Latest Book: Command & Control by Eric Schlosser
Marc Cherry
Nuclear Weapons, the Damascus Accident, and the Illusion of Safety
Relevant from an standpoint of examining failure in complex systems.
My background in nuclear weapons and aviation safety got me interested in this title. I've always sought out studies of industrial, aviation, and weapons accidents to better understand the mishap chain. I expected strong storytelling covering the devastating explosion of a Titan II ICBM in its silo back in 1980, but I really didn't get that.

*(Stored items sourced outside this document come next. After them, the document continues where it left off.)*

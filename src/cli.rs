//! CLI definition and dispatch.
//!
//! Every data command loads and validates the INI file, opens the configured
//! store, runs one analysis and prints plain text to stdout. Errors go to stderr
//! and map to the exit code of their [`RiskError`] kind.

use clap::{ArgAction, Args, Parser, Subcommand};
use std::path::{Path, PathBuf};
use std::process::ExitCode;

use crate::adapters::csv_adapter::CsvAdapter;
use crate::adapters::file_config_adapter::FileConfigAdapter;
use crate::domain::analysis::{
    self, BatchResult, CorrelationReport, ReturnsReport, VolatilityReport, DEFAULT_PRICE_LIMIT,
};
use crate::domain::config_validation::{
    data_source, validate_analysis_config, AnalysisSettings, DataSource,
};
use crate::domain::date_range::DateRange;
use crate::domain::drawdown::DrawdownAnalysis;
use crate::domain::error::RiskError;
use crate::domain::ohlcv::{PriceSeries, TickerInfo};
use crate::domain::portfolio::{parse_holding, Holdings, PortfolioAnalysis};
use crate::domain::ticker::{parse_tickers, validate_ticker};
use crate::domain::var::{parse_confidence_levels, VarEstimate};
use crate::ports::config_port::ConfigPort;
use crate::ports::price_port::PricePort;

#[derive(Parser, Debug)]
#[command(name = "quantrisk", about = "Risk analytics over daily price histories")]
pub struct Cli {
    /// Increase log verbosity (-v info, -vv debug)
    #[arg(short, long, action = ArgAction::Count, global = true)]
    pub verbose: u8,

    #[command(subcommand)]
    pub command: Command,
}

#[derive(Args, Debug, Clone)]
pub struct DataArgs {
    /// INI file with [data] and [analysis] sections
    #[arg(short, long)]
    pub config: PathBuf,
}

#[derive(Args, Debug, Clone, Default)]
pub struct RangeArgs {
    /// First date to include (YYYY-MM-DD)
    #[arg(long)]
    pub start: Option<String>,
    /// Last date to include (YYYY-MM-DD)
    #[arg(long)]
    pub end: Option<String>,
}

impl RangeArgs {
    fn range(&self) -> Result<DateRange, RiskError> {
        DateRange::parse(self.start.as_deref(), self.end.as_deref())
    }
}

#[derive(Subcommand, Debug)]
pub enum Command {
    /// List tickers available in the store
    Tickers {
        #[command(flatten)]
        data: DataArgs,
    },
    /// Show record count, date span and average volume for a ticker
    Info {
        ticker: String,
        #[command(flatten)]
        data: DataArgs,
    },
    /// Print the most recent price records
    Prices {
        /// Comma-separated tickers
        tickers: String,
        #[command(flatten)]
        data: DataArgs,
        #[command(flatten)]
        range: RangeArgs,
        #[arg(long, default_value_t = DEFAULT_PRICE_LIMIT)]
        limit: usize,
    },
    /// Period returns and summary statistics
    Returns {
        tickers: String,
        #[command(flatten)]
        data: DataArgs,
        #[command(flatten)]
        range: RangeArgs,
        /// simple or log
        #[arg(long)]
        return_type: Option<String>,
    },
    /// Rolling volatility of log returns
    Volatility {
        tickers: String,
        #[command(flatten)]
        data: DataArgs,
        #[command(flatten)]
        range: RangeArgs,
        #[arg(short, long)]
        window: Option<usize>,
    },
    /// Maximum drawdown, trough and recovery
    Drawdown {
        tickers: String,
        #[command(flatten)]
        data: DataArgs,
        #[command(flatten)]
        range: RangeArgs,
    },
    /// Value-at-Risk over the full history
    Var {
        tickers: String,
        #[command(flatten)]
        data: DataArgs,
        /// Comma-separated confidence levels, e.g. 0.95,0.99
        #[arg(long)]
        confidence: Option<String>,
        /// historical or gaussian
        #[arg(long)]
        method: Option<String>,
        /// Use only the most recent N prices
        #[arg(long)]
        lookback: Option<usize>,
    },
    /// Correlation and covariance of aligned returns
    Correlation {
        /// At least two comma-separated tickers
        tickers: String,
        #[command(flatten)]
        data: DataArgs,
        #[command(flatten)]
        range: RangeArgs,
        #[arg(long)]
        return_type: Option<String>,
    },
    /// Portfolio return, volatility and Sharpe ratio
    Portfolio {
        /// TICKER=WEIGHT, repeatable
        #[arg(long = "holding", required = true)]
        holdings: Vec<String>,
        #[command(flatten)]
        data: DataArgs,
        #[command(flatten)]
        range: RangeArgs,
        #[arg(long)]
        risk_free_rate: Option<f64>,
    },
    /// Load DATE,OPEN,HIGH,LOW,CLOSE,VOLUME files into the SQLite store
    Import {
        #[arg(required = true)]
        files: Vec<PathBuf>,
        #[command(flatten)]
        data: DataArgs,
    },
    /// Validate a configuration file
    Validate {
        #[command(flatten)]
        data: DataArgs,
    },
}

pub fn run(cli: Cli) -> ExitCode {
    match cli.command {
        Command::Tickers { data } => finish(run_tickers(&data.config)),
        Command::Info { ticker, data } => finish(run_info(&data.config, &ticker)),
        Command::Prices {
            tickers,
            data,
            range,
            limit,
        } => finish_batch(run_prices(&data.config, &tickers, &range, limit)),
        Command::Returns {
            tickers,
            data,
            range,
            return_type,
        } => finish_batch(run_returns(
            &data.config,
            &tickers,
            &range,
            return_type.as_deref(),
        )),
        Command::Volatility {
            tickers,
            data,
            range,
            window,
        } => finish_batch(run_volatility(&data.config, &tickers, &range, window)),
        Command::Drawdown {
            tickers,
            data,
            range,
        } => finish_batch(run_drawdown(&data.config, &tickers, &range)),
        Command::Var {
            tickers,
            data,
            confidence,
            method,
            lookback,
        } => finish_batch(run_var(
            &data.config,
            &tickers,
            confidence.as_deref(),
            method.as_deref(),
            lookback,
        )),
        Command::Correlation {
            tickers,
            data,
            range,
            return_type,
        } => finish(run_correlation(
            &data.config,
            &tickers,
            &range,
            return_type.as_deref(),
        )),
        Command::Portfolio {
            holdings,
            data,
            range,
            risk_free_rate,
        } => finish(run_portfolio(&data.config, &holdings, &range, risk_free_rate)),
        Command::Import { files, data } => finish(run_import(&data.config, &files)),
        Command::Validate { data } => finish(run_validate(&data.config)),
    }
}
//! quantrisk: risk analytics over daily OHLCV price histories.
//!
//! Hexagonal architecture: pure calculations in [`domain`], port traits in [`ports`],
//! concrete stores and configuration in [`adapters`].

pub mod domain;
pub mod ports;
pub mod adapters;
pub mod cli;
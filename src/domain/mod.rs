//! Core domain types and risk calculations.

pub mod error;
pub mod ticker;
pub mod date_range;
pub mod ohlcv;
pub mod stats;
pub mod returns;
pub mod volatility;
pub mod drawdown;
pub mod var;
pub mod alignment;
pub mod correlation;
pub mod portfolio;
pub mod analysis;
pub mod config_validation;
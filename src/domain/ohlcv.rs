//! OHLCV records and per-ticker price series.

use crate::domain::error::RiskError;
use chrono::NaiveDate;

/// One daily OHLCV observation.
#[derive(Debug, Clone, PartialEq)]
pub struct PriceRecord {
    pub date: NaiveDate,
    pub open: f64,
    pub high: f64,
    pub low: f64,
    pub close: f64,
    pub volume: u64,
}

impl PriceRecord {
    fn is_finite(&self) -> bool {
        self.open.is_finite() && self.high.is_finite() && self.low.is_finite() && self.close.is_finite()
    }
}

/// Summary of what the store holds for one ticker.
#[derive(Debug, Clone, PartialEq)]
pub struct TickerInfo {
    pub ticker: String,
    pub record_count: usize,
    pub earliest_date: NaiveDate,
    pub latest_date: NaiveDate,
    pub avg_volume: f64,
}

/// Date-ordered price history for a single ticker.
///
/// Dates are strictly increasing; construction rejects duplicates, out-of-order
/// records and non-finite prices.
#[derive(Debug, Clone, PartialEq)]
pub struct PriceSeries {
    ticker: String,
    records: Vec<PriceRecord>,
}

impl PriceSeries {
    pub fn new(ticker: impl Into<String>, records: Vec<PriceRecord>) -> Result<Self, RiskError> {
        let ticker = ticker.into();

        if let Some(bad) = records.iter().find(|r| !r.is_finite()) {
            return Err(RiskError::invalid_data(format!(
                "{ticker}: non-finite price on {}",
                bad.date
            )));
        }

        if let Some(pair) = records.windows(2).find(|w| w[1].date <= w[0].date) {
            return Err(RiskError::invalid_data(format!(
                "{ticker}: dates not strictly increasing at {} -> {}",
                pair[0].date, pair[1].date
            )));
        }

        Ok(Self { ticker, records })
    }

    /// Sorts by date before validating. Duplicate dates are still rejected.
    pub fn from_unsorted(
        ticker: impl Into<String>,
        mut records: Vec<PriceRecord>,
    ) -> Result<Self, RiskError> {
        records.sort_by_key(|r| r.date);
        Self::new(ticker, records)
    }

    pub fn ticker(&self) -> &str {
        &self.ticker
    }

    pub fn records(&self) -> &[PriceRecord] {
        &self.records
    }

    pub fn len(&self) -> usize {
        self.records.len()
    }

    pub fn is_empty(&self) -> bool {
        self.records.is_empty()
    }

    pub fn first_date(&self) -> Option<NaiveDate> {
        self.records.first().map(|r| r.date)
    }

    pub fn last_date(&self) -> Option<NaiveDate> {
        self.records.last().map(|r| r.date)
    }

    pub fn closes(&self) -> impl Iterator<Item = f64> + '_ {
        self.records.iter().map(|r| r.close)
    }

    /// Keeps only the most recent `n` records.
    pub fn tail(&self, n: usize) -> PriceSeries {
        let start = self.records.len().saturating_sub(n);
        PriceSeries {
            ticker: self.ticker.clone(),
            records: self.records[start..].to_vec(),
        }
    }

    pub fn into_records(self) -> Vec<PriceRecord> {
        self.records
    }
}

What I did get was about a 150 page story buried in a 632 page book. The story began strong enough, but ever-more-frequent segues back to previous incidents, weapons history, and various safety developments made it frustrating and difficult to follow the story of this incident.
In reality, this book is about human folly and failure prediction in complex sytems. In that vein, Schlosser does a fine job. His treatment of accident prediction, human factors, and effective and ineffective approaches to systems failure have a far broader relevance than just nuclear weapons handling. This work has applications from spacecraft to aircraft and industrial production as he reveals just how illusory safety really is.
If you have an interest in the topic or work in an industry with the potential to suffer catastrophic failure, you'll find something useful here. If you are in it for a good story, you'll quickly discover that you are reading a dissertation with an expanded case study sprinkled throughout.